Voilà, messieurs, pour le fond des choses; quant aux paroles que M. Arago m'a attribuées à l'égard de l'honorable général Lafayette, je déclare que non-seulement je ne me les rappelle en aucune façon, mais je crois pouvoir affirmer que je n'ai rien dit de semblable, car la Chambre me permettra de dire que la gaucherie aurait été énorme (Voix nombreuses: c'est vrai!), et il n'y avait rien d'aussi aisé pour moi que de m'en dispenser. Je n'ai donc point prononcé les paroles que l'honorable préopinant m'attribue.
Un mot sur Lyon....
M. Demarçay.--Il faudrait dire les noms de ces savants.
M. Guizot.--Les noms, monsieur? S'il me convenait de les dire ici, je les dirais, mais il ne me convient pas de les dire. Puisque l'honorable général Demarçay me demande les noms des savants auxquels j'ai fait allusion, je dirai que je n'aime pas à me rappeler les fautes, les erreurs dans lesquelles sont tombés des hommes illustres dont je respecte le talent et la mémoire. (Très-bien!)
M. Demarçay.--La plupart de ces noms sont historiques; les citer ne serait pas un acte calomnieux.
M. Guizot.--Je respecte l'honneur même des morts, et je n'ai pas la moindre envie de rappeler ici par leurs noms des hommes qui ont honoré la France par leurs travaux, mais qui se sont laissé induire à des erreurs, à des actes que, pour mon compte, je regarderais comme honteux. (Vive approbation.)
Un seul mot sur Lyon. Messieurs, il est vrai que depuis longtemps on a parlé d'une faculté de médecine à Lyon; il est vrai qu'il y a des raisons scientifiques de penser qu'une faculté de médecine serait bien placée à Lyon. Je n'ai, quant à moi, exprimé à ce sujet aucune opinion arrêtée, aucune résolution définitive. Quand plusieurs membres de la Chambre m'en ont parlé, je n'ai dit ni oui ni non; j'ai dit que c'était une question à examiner.

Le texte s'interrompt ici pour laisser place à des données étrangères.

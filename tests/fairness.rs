//! Integration tests for round generation: conservation, play-count balance, pairing rotation.

use court_rotation_web::{
    compute_stats, generate_round, ActivePlayer, CourtMatch, EngineConfig, PlayerId, Round,
};
use rand::rngs::StdRng;
use rand::SeedableRng;
use std::collections::HashSet;

fn roster(n: u32) -> Vec<ActivePlayer> {
    (1..=n).map(|i| ActivePlayer::new(i, i)).collect()
}

fn ids(players: &[ActivePlayer]) -> Vec<PlayerId> {
    players.iter().map(|p| p.id).collect()
}

/// Play `rounds` rounds, feeding each generated round back as history.
fn simulate(players: &[ActivePlayer], courts: u32, rounds: usize, seed: u64) -> Vec<Round> {
    let config = EngineConfig::default();
    let mut rng = StdRng::seed_from_u64(seed);
    let mut history = Vec::new();
    for no in 1..=rounds {
        let round = generate_round(players, courts, &history, &config, &mut rng)
            .unwrap()
            .into_round(no as u32);
        history.push(round);
    }
    history
}

fn play_spread(players: &[ActivePlayer], history: &[Round]) -> u32 {
    let stats = compute_stats(&ids(players), history, 5);
    let counts: Vec<u32> = stats.values().map(|s| s.played_count).collect();
    counts.iter().max().unwrap() - counts.iter().min().unwrap()
}

#[test]
fn every_player_is_placed_exactly_once() {
    for (n, courts) in [(4, 1), (5, 1), (9, 2), (12, 2), (13, 4), (17, 3)] {
        let players = roster(n);
        let history = simulate(&players, courts, 12, n as u64);
        for round in &history {
            let placed = round.player_ids();
            let unique: HashSet<PlayerId> = placed.iter().copied().collect();
            assert_eq!(placed.len(), n as usize, "round {}", round.round_no);
            let expected: HashSet<PlayerId> = ids(&players).into_iter().collect();
            assert_eq!(unique, expected);
            assert_eq!(round.courts.len() * 4 + round.rests.len(), n as usize);
            assert!(round.courts.len() <= courts as usize);
            for court in &round.courts {
                let on_court: HashSet<PlayerId> = court.players().into_iter().collect();
                assert_eq!(on_court.len(), 4);
            }
        }
    }
}

#[test]
fn courts_are_numbered_from_one() {
    let players = roster(12);
    let history = simulate(&players, 3, 1, 3);
    let numbers: Vec<u32> = history[0].courts.iter().map(|c| c.court_no).collect();
    assert_eq!(numbers, vec![1, 2, 3]);
}

#[test]
fn eight_players_one_court_spread_stays_within_one() {
    let players = roster(8);
    let history = simulate(&players, 1, 20, 42);
    for r in 1..=history.len() {
        assert!(play_spread(&players, &history[..r]) <= 1, "after round {r}");
    }
    // 20 rounds * 4 slots / 8 players divides evenly
    assert_eq!(play_spread(&players, &history), 0);
}

#[test]
fn six_players_one_court_fifteen_rounds() {
    let players = roster(6);
    let history = simulate(&players, 1, 15, 7);
    assert!(play_spread(&players, &history) <= 1);
}

#[test]
fn ten_players_two_courts_twenty_rounds() {
    let players = roster(10);
    let history = simulate(&players, 2, 20, 11);
    assert!(play_spread(&players, &history) <= 1);
}

#[test]
fn spread_respects_theoretical_bound() {
    for (p, c, rounds) in [(5, 1, 12), (7, 1, 21), (9, 2, 17), (13, 3, 25), (12, 2, 9), (16, 3, 10)] {
        let players = roster(p);
        for seed in 0..3 {
            let history = simulate(&players, c, rounds, seed);
            for r in 1..=rounds {
                let slots = (c * 4).min(p / 4 * 4);
                let theoretical = if (r as u32 * slots) % p == 0 { 0 } else { 1 };
                let allowance = if p as f64 / (c * 4) as f64 > 1.5 { 1 } else { 0 };
                let spread = play_spread(&players, &history[..r]);
                assert!(
                    spread <= theoretical + allowance,
                    "{p} players, {c} courts, round {r}, seed {seed}: spread {spread}"
                );
            }
        }
    }
}

/// Partner of player 1 identifies the split of a four-player court.
fn partner_of_first(round: &Round) -> PlayerId {
    let court = &round.courts[0];
    let pair = if court.pair_a.contains(&1) { court.pair_a } else { court.pair_b };
    if pair[0] == 1 {
        pair[1]
    } else {
        pair[0]
    }
}

#[test]
fn four_players_cycle_through_three_pairings() {
    for seed in [0, 1, 99] {
        let players = roster(4);
        let history = simulate(&players, 1, 30, seed);
        let partners: Vec<PlayerId> = history.iter().map(partner_of_first).collect();

        assert!(history.iter().all(|r| r.courts.len() == 1 && r.rests.is_empty()));
        assert!(partners.iter().all(|p| [2, 3, 4].contains(p)));
        for i in 1..partners.len() {
            assert_ne!(partners[i], partners[i - 1], "repeat at round {}", i + 1);
        }
        for i in 3..partners.len() {
            assert_eq!(partners[i], partners[i - 3], "period broken at round {}", i + 1);
        }
        assert_eq!(&partners[..3], &[2, 3, 4]);
    }
}

#[test]
fn consecutive_rest_counts_and_resets() {
    let players = roster(5);
    let round = |no: u32, rest: PlayerId| {
        let on_court: Vec<PlayerId> = (1..=5).filter(|&i| i != rest).collect();
        Round::new(
            no,
            vec![CourtMatch::new(1, [on_court[0], on_court[1]], [on_court[2], on_court[3]])],
            vec![rest],
        )
    };
    // player 5 rests in rounds 3, 4, 5 and plays in round 6
    let mut history = vec![round(1, 1), round(2, 2), round(3, 5), round(4, 5), round(5, 5)];
    let at_five = compute_stats(&ids(&players), &history, 5);
    assert_eq!(at_five[&5].consec_rest, 3);
    assert_eq!(at_five[&5].rest_count, 3);

    history.push(round(6, 1));
    let at_six = compute_stats(&ids(&players), &history, 5);
    assert_eq!(at_six[&5].consec_rest, 0);
    assert_eq!(at_six[&1].consec_rest, 1);
}

#[test]
fn stats_replay_is_idempotent() {
    let players = roster(9);
    let history = simulate(&players, 2, 10, 5);
    assert_eq!(
        compute_stats(&ids(&players), &history, 5),
        compute_stats(&ids(&players), &history, 5)
    );
}

#[test]
fn three_players_all_rest() {
    let players = roster(3);
    for courts in [0, 1, 4] {
        let mut rng = StdRng::seed_from_u64(1);
        let round = generate_round(&players, courts, &[], &EngineConfig::default(), &mut rng).unwrap();
        assert!(round.courts.is_empty());
        assert_eq!(round.rests, vec![1, 2, 3]);
    }
}

#[test]
fn late_joiner_catches_up() {
    let mut players = roster(8);
    let mut history = simulate(&players, 1, 6, 3);
    players.push(ActivePlayer::new(9, 9));
    let config = EngineConfig::default();
    let mut rng = StdRng::seed_from_u64(4);
    let round = generate_round(&players, 1, &history, &config, &mut rng).unwrap();
    assert!(round.courts[0].contains(9));
    history.push(round.into_round(7));
    assert_eq!(history.len(), 7);
}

Il est vrai en même temps, et je suis fort loin de retirer mes paroles, il est vrai que j'ai dit qu'il y avait là une considération dont il fallait tenir compte, celle de savoir si, au milieu d'une ville chargée d'ouvriers comme celle de Lyon, exposée continuellement à des désordres d'ouvriers, si ce serait, dis-je, une chose prudente, dans ce moment-ci, que d'établir là une grande école de plus, d'y concentrer un grand nombre de jeunes gens, de mettre par conséquent une nouvelle cause, une nouvelle chance, si l'on veut, de désordre au milieu des chances de désordre déjà accumulées. J'ai dit, si l'on veut, que ce serait peut-être donner des officiers à l'émeute; je ne m'en défends pas, messieurs. (Bruits divers.)
Il n'y a personne qui ne sache que les grandes écoles, non-seulement en France, non-seulement aujourd'hui, mais dans tous les pays, mais de tout temps, que les grandes réunions de jeunes gens, dis-je, sont une chance de désordre, et que, quand cette chance se combine avec d'autres éléments de fermentation populaire, une administration prudente doit y regarder et tenir compte de ce fait-là comme de beaucoup d'autres. J'en demande pardon à la Chambre; c'est là le bon sens le plus vulgaire, c'est là ce que dit tout le monde, et je serais honteux de ne l'avoir pas dit. (Adhésion.)
Voilà, messieurs, et sur les associations scientifiques et littéraires, et sur celles dont l'honorable membre vous a entretenus en particulier, et sur la ville de Lyon, voilà les explications que je puis donner à la Chambre. Il est évident que, de tous les amendements, celui qu'on vous propose serait peut-être le plus dangereux; car les sociétés scientifiques et littéraires étant extrêmement larges de leur nature, et embrassant tout ce dont l'esprit humain peut s'occuper, il n'y aurait rien de si aisé que de reconstituer, sous le manteau scientifique et littéraire, les associations politiques que la Chambre veut atteindre.